◆ Exercise requirements: Return each line of the entries that holds the string "login".
--- Provided data ---
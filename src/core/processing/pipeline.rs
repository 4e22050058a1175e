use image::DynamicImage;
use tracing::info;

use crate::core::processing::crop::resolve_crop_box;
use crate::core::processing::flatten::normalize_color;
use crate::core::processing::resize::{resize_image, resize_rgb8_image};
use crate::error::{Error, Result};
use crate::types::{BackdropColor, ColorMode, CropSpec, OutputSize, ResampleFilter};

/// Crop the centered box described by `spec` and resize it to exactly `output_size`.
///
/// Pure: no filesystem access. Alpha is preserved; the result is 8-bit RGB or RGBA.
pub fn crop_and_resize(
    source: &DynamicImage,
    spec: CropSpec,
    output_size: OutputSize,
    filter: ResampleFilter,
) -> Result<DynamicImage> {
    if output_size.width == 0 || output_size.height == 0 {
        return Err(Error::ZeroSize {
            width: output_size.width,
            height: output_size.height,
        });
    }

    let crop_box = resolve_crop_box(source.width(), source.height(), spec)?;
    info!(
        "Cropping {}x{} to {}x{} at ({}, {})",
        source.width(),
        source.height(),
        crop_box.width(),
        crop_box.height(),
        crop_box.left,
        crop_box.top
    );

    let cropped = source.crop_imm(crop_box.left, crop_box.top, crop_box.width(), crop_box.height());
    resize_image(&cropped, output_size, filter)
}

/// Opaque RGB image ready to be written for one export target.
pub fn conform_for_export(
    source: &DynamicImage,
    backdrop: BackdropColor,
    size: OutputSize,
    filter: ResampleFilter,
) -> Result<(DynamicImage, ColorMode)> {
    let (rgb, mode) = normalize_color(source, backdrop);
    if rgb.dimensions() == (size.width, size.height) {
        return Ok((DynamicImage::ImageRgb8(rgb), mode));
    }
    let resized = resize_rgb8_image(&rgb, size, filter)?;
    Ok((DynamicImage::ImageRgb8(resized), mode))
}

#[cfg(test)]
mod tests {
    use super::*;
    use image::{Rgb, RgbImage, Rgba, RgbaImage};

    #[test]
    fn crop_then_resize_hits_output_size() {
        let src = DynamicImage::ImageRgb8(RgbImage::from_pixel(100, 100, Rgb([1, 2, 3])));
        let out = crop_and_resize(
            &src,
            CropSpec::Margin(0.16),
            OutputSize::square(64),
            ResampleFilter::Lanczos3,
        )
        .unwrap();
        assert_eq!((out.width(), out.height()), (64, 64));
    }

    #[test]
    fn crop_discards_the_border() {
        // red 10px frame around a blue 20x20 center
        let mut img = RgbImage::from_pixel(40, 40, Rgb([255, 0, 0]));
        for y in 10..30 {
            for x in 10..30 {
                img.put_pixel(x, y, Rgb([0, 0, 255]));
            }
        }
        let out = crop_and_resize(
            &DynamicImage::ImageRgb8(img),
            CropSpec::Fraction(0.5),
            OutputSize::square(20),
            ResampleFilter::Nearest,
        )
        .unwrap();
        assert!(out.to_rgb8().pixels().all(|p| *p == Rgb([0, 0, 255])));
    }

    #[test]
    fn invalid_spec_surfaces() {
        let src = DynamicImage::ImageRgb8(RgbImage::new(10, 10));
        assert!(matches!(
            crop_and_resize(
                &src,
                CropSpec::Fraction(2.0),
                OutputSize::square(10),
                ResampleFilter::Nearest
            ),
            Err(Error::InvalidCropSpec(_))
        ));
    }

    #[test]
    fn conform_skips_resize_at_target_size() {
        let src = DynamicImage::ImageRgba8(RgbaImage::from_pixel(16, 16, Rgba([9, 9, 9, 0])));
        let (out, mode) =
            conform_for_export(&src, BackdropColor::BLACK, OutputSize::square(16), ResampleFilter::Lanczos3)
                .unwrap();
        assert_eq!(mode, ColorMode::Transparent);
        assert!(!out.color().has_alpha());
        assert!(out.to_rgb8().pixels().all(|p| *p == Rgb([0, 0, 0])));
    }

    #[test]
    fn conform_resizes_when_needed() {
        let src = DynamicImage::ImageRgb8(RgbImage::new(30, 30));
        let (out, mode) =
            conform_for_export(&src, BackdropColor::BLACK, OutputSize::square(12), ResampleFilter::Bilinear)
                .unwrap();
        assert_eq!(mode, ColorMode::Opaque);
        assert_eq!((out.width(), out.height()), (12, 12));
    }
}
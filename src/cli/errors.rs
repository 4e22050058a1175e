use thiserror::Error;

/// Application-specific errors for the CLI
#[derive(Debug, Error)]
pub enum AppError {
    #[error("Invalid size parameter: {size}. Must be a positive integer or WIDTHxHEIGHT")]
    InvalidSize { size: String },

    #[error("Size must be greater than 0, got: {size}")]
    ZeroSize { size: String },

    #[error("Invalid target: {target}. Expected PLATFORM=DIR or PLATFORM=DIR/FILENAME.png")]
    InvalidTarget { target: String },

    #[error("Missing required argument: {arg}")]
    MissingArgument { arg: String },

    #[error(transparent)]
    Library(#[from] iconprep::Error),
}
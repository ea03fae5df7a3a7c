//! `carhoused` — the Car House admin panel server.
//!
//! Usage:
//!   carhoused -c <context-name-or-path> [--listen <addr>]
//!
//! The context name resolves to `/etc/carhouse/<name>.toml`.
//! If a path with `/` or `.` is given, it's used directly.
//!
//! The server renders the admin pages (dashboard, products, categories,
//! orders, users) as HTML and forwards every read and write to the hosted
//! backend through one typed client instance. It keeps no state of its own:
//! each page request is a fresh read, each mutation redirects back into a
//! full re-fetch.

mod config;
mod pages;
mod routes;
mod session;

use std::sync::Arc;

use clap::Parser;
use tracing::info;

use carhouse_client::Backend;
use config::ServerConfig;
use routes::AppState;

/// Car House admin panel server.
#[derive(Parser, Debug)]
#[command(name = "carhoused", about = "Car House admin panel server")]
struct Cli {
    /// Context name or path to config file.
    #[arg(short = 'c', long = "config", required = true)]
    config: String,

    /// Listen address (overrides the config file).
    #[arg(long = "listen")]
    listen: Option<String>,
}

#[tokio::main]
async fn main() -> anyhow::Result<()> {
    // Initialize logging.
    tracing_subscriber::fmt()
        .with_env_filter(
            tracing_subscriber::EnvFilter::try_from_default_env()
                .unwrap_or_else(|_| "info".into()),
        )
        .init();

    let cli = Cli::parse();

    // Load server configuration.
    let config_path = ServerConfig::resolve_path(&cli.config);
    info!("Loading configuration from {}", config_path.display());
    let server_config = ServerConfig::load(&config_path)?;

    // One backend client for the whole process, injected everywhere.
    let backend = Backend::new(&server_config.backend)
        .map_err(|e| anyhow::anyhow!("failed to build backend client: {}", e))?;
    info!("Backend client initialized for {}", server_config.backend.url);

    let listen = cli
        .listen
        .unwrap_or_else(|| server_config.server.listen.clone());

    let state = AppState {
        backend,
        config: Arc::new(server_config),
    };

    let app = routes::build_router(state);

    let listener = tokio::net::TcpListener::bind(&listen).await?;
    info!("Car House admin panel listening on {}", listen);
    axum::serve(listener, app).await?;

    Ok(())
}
---
--- Provided data ---
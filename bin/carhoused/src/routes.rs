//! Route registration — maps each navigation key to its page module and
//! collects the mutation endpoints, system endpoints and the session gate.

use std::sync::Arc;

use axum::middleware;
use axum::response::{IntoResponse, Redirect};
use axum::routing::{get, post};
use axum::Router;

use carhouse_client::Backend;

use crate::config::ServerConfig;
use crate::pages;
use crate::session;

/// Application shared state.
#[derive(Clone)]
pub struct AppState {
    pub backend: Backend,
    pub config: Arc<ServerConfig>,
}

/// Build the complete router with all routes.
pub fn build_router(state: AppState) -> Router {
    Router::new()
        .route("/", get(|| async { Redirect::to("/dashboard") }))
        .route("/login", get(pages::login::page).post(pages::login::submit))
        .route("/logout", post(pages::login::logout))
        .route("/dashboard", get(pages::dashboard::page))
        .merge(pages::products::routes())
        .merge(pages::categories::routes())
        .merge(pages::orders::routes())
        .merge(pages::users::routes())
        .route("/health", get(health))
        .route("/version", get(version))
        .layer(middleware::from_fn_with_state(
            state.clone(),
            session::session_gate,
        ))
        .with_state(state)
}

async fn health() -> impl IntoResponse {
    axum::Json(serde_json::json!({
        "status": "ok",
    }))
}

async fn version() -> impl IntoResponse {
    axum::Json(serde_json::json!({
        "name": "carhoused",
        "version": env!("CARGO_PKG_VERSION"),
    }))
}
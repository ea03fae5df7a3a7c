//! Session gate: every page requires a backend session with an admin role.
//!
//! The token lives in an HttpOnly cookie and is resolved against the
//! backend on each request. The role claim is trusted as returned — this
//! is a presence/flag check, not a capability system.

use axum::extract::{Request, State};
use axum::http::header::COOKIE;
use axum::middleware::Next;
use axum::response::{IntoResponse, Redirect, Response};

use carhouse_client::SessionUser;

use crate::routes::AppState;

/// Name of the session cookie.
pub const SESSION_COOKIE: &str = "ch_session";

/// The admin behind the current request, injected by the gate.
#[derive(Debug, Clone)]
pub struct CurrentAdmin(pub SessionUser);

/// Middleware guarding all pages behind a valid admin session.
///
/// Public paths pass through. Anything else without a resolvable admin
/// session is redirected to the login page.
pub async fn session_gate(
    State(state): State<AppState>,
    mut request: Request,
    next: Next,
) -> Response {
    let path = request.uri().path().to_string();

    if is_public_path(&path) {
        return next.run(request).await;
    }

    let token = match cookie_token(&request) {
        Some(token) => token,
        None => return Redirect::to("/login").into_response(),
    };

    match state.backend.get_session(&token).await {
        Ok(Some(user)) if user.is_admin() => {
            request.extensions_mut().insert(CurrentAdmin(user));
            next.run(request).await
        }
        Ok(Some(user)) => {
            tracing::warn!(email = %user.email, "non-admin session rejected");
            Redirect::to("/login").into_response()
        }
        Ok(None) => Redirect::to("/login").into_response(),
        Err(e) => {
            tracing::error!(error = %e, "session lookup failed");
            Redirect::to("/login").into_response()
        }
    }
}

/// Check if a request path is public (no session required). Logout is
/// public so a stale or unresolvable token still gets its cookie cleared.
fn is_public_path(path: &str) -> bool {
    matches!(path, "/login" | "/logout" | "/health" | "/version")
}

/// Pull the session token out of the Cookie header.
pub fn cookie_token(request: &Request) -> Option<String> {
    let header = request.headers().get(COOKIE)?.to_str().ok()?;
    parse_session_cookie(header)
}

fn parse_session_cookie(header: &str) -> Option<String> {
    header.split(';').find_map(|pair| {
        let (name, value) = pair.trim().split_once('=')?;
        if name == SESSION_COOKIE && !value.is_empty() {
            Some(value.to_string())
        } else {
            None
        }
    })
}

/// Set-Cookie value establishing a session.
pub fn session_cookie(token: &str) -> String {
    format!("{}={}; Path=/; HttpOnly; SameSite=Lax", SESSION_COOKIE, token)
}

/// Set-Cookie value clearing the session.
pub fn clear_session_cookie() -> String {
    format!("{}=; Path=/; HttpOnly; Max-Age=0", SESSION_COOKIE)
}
---
◆ Output for this exercise:
        .route("/login", get(pages::login::page).post(pages::login::submit))
        .route("/logout", post(pages::login::logout))
/// session is redirected to the login page.
        None => return Redirect::to("/login").into_response(),
            Redirect::to("/login").into_response()
        Ok(None) => Redirect::to("/login").into_response(),
            Redirect::to("/login").into_response()
    matches!(path, "/login" | "/logout" | "/health" | "/version")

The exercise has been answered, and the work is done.